Thank you Nigel! I'll try this immediately. ...in the meantime, I still have a question for you : will this handle as well the coordination with atoms on symmetry-related protein neighbors? (don't see those in the elbow.edits that phenix.metal_coordination generates...or am I missing something silly here?) ale Nigel W Moriarty wrote:
Alejandro
There are a number of options. The most direct is to use
phenix.metal_coordination --use-default-bondlengths=1 model.pdb
to get an "edits" file which contains a number of bond and angle directives for phenix.refine. Without the --use-default-bondlengths option, the bonds in the model.pdb are used as ideal distances. With the option, the ideal values are quantum chemical calculated distances.

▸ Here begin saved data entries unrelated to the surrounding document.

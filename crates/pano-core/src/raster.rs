//! RGBA raster buffer.
//!
//! [`Raster`] is the only pixel container in pano-rs: an owned, row-major,
//! interleaved 8-bit RGBA buffer.
//!
//! # Memory Layout
//!
//! ```text
//! Memory: [R G B A R G B A ...]  <- Row 0 (stride = width * 4 bytes)
//!         [R G B A R G B A ...]  <- Row 1
//!         ...
//! ```
//!
//! # Invariants
//!
//! - `width > 0` and `height > 0`
//! - `data.len() == width * height * 4`
//!
//! Both are checked by every constructor, so code holding a `Raster` can
//! index rows and pixels without re-validating.
//!
//! # Usage
//!
//! ```rust
//! use pano_core::Raster;
//!
//! let mut img = Raster::filled(8, 4, [255, 0, 0, 255]).unwrap();
//! img.set_pixel(1, 1, [0, 0, 255, 255]);
//! assert_eq!(img.pixel(1, 1), [0, 0, 255, 255]);
//! assert_eq!(img.data().len(), 8 * 4 * 4);
//! ```

use crate::{Error, Result};

/// Number of interleaved channels (R, G, B, A).
pub const CHANNELS: usize = 4;

/// Owned 8-bit RGBA image buffer.
#[derive(Clone, PartialEq, Eq)]
pub struct Raster {
    width: u32,
    height: u32,
    data: Vec<u8>,
}

/// Computes `width * height * 4`, rejecting zero sizes and overflow.
fn byte_len(width: u32, height: u32) -> Result<usize> {
    if width == 0 || height == 0 {
        return Err(Error::invalid_dimensions(
            width,
            height,
            "width and height must be > 0",
        ));
    }
    (width as usize)
        .checked_mul(height as usize)
        .and_then(|v| v.checked_mul(CHANNELS))
        .ok_or_else(|| Error::invalid_dimensions(width, height, "buffer size overflows"))
}

impl Raster {
    /// Creates a zero-filled (transparent black) raster.
    ///
    /// # Errors
    ///
    /// Returns [`Error::InvalidDimensions`] for a zero width or height.
    pub fn new(width: u32, height: u32) -> Result<Self> {
        let len = byte_len(width, height)?;
        Ok(Self {
            width,
            height,
            data: vec![0; len],
        })
    }

    /// Creates a raster where every pixel is `rgba`.
    pub fn filled(width: u32, height: u32, rgba: [u8; 4]) -> Result<Self> {
        let len = byte_len(width, height)?;
        let mut data = Vec::with_capacity(len);
        for _ in 0..len / CHANNELS {
            data.extend_from_slice(&rgba);
        }
        Ok(Self { width, height, data })
    }

    /// Wraps an existing interleaved RGBA buffer.
    ///
    /// # Errors
    ///
    /// Returns [`Error::BufferSize`] if `data.len() != width * height * 4`.
    pub fn from_rgba8(width: u32, height: u32, data: Vec<u8>) -> Result<Self> {
        let expected = byte_len(width, height)?;
        if data.len() != expected {
            return Err(Error::buffer_size(expected, data.len()));
        }
        Ok(Self { width, height, data })
    }

    /// Builds a raster from interleaved RGB bytes, adding an opaque alpha channel.
    pub fn from_rgb8(width: u32, height: u32, rgb: &[u8]) -> Result<Self> {
        let expected = byte_len(width, height)? / CHANNELS * 3;
        if rgb.len() != expected {
            return Err(Error::buffer_size(expected, rgb.len()));
        }
        let data = rgb
            .chunks_exact(3)
            .flat_map(|px| [px[0], px[1], px[2], 255])
            .collect();
        Ok(Self { width, height, data })
    }

    /// Builds a raster from 8-bit grayscale, replicating luma into R, G and B.
    pub fn from_luma8(width: u32, height: u32, luma: &[u8]) -> Result<Self> {
        let expected = byte_len(width, height)? / CHANNELS;
        if luma.len() != expected {
            return Err(Error::buffer_size(expected, luma.len()));
        }
        let data = luma.iter().flat_map(|&g| [g, g, g, 255]).collect();
        Ok(Self { width, height, data })
    }

    /// Returns the width in pixels.
    #[inline]
    pub fn width(&self) -> u32 {
        self.width
    }

    /// Returns the height in pixels.
    #[inline]
    pub fn height(&self) -> u32 {
        self.height
    }

    /// Returns `(width, height)`.
    #[inline]
    pub fn dimensions(&self) -> (u32, u32) {
        (self.width, self.height)
    }

    /// Returns the number of bytes per row.
    #[inline]
    pub fn stride(&self) -> usize {
        self.width as usize * CHANNELS
    }

    /// Returns the total number of pixels.
    #[inline]
    pub fn pixel_count(&self) -> usize {
        self.width as usize * self.height as usize
    }

    /// Returns the raw RGBA bytes.
    #[inline]
    pub fn data(&self) -> &[u8] {
        &self.data
    }

    /// Returns the raw RGBA bytes mutably. The length cannot change.
    #[inline]
    pub fn data_mut(&mut self) -> &mut [u8] {
        &mut self.data
    }

    /// Byte offset of pixel `(x, y)`.
    #[inline]
    pub fn offset(&self, x: u32, y: u32) -> usize {
        (y as usize * self.width as usize + x as usize) * CHANNELS
    }

    /// Returns the pixel at `(x, y)`.
    ///
    /// # Panics
    ///
    /// Panics if `(x, y)` is out of bounds.
    #[inline]
    pub fn pixel(&self, x: u32, y: u32) -> [u8; 4] {
        assert!(x < self.width && y < self.height, "pixel out of bounds");
        let i = self.offset(x, y);
        [self.data[i], self.data[i + 1], self.data[i + 2], self.data[i + 3]]
    }

    /// Sets the pixel at `(x, y)`.
    ///
    /// # Panics
    ///
    /// Panics if `(x, y)` is out of bounds.
    #[inline]
    pub fn set_pixel(&mut self, x: u32, y: u32, rgba: [u8; 4]) {
        assert!(x < self.width && y < self.height, "pixel out of bounds");
        let i = self.offset(x, y);
        self.data[i..i + CHANNELS].copy_from_slice(&rgba);
    }

    /// Returns the color channels only, dropping alpha.
    pub fn to_rgb8(&self) -> Vec<u8> {
        self.data
            .chunks_exact(CHANNELS)
            .flat_map(|px| [px[0], px[1], px[2]])
            .collect()
    }
}

impl std::fmt::Debug for Raster {
    fn fmt(&self, f: &mut std::fmt::Formatter<'_>) -> std::fmt::Result {
        f.debug_struct("Raster")
            .field("width", &self.width)
            .field("height", &self.height)
            .field("bytes", &self.data.len())
            .finish()
    }
}

#[cfg(test)]
mod tests {
    use super::*;

    #[test]
    fn test_new_is_transparent_black() {
        let img = Raster::new(3, 2).unwrap();
        assert_eq!(img.data().len(), 3 * 2 * 4);
        assert!(img.data().iter().all(|&b| b == 0));
        assert_eq!(img.stride(), 12);
    }

    #[test]
    fn test_zero_dimensions_rejected() {
        assert!(matches!(
            Raster::new(0, 4),
            Err(Error::InvalidDimensions { .. })
        ));
        assert!(matches!(
            Raster::filled(4, 0, [0; 4]),
            Err(Error::InvalidDimensions { .. })
        ));
    }

    #[test]
    fn test_from_rgba8_checks_length() {
        let err = Raster::from_rgba8(2, 2, vec![0; 15]).unwrap_err();
        assert_eq!(err, Error::buffer_size(16, 15));
        assert!(Raster::from_rgba8(2, 2, vec![0; 16]).is_ok());
    }

    #[test]
    fn test_from_rgb8_adds_alpha() {
        let img = Raster::from_rgb8(2, 1, &[1, 2, 3, 4, 5, 6]).unwrap();
        assert_eq!(img.pixel(0, 0), [1, 2, 3, 255]);
        assert_eq!(img.pixel(1, 0), [4, 5, 6, 255]);
    }

    #[test]
    fn test_from_luma8_replicates() {
        let img = Raster::from_luma8(1, 2, &[10, 20]).unwrap();
        assert_eq!(img.pixel(0, 1), [20, 20, 20, 255]);
    }

    #[test]
    fn test_pixel_access_and_offsets() {
        let mut img = Raster::filled(4, 3, [1, 2, 3, 4]).unwrap();
        img.set_pixel(3, 2, [9, 9, 9, 9]);
        assert_eq!(img.pixel(3, 2), [9, 9, 9, 9]);
        assert_eq!(img.pixel(0, 0), [1, 2, 3, 4]);
        let i = img.offset(3, 2);
        assert_eq!(i, (2 * 4 + 3) * CHANNELS);
        assert_eq!(&img.data()[i..i + CHANNELS], &[9, 9, 9, 9]);
        assert_eq!(img.pixel_count(), 12);
        assert_eq!(img.to_rgb8().len(), 4 * 3 * 3);
    }
}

Always look in the edits file to make sure it contains the restraints you want. You can remove some (angles are the most likely candidates) and add if desired.
You can also run
phenix.ready_set model.pdb
which will generate the "edits" file and add hydrogens to your model.
Nigel
On 2/3/09 3:10 AM, Alejandro Buschiazzo wrote:
Dear PHENIX users,
I wonder what is the 'correct' way of (re)defining geometric restraints among atoms.
Here's what I need to do : I have several cations that are chelated by protein residues; some of them involve residues from the same monomer, yet others involve atoms from both the ASU monomer as well as crystal neighbors (i.e. symmetry mates). I see that in the .geo file, these parameters are taken into account as nonbonded simple and nonbonded asu respectively ... how can I change the ideal distances to get proper Zn+2 coordination bonds for both kind of partners?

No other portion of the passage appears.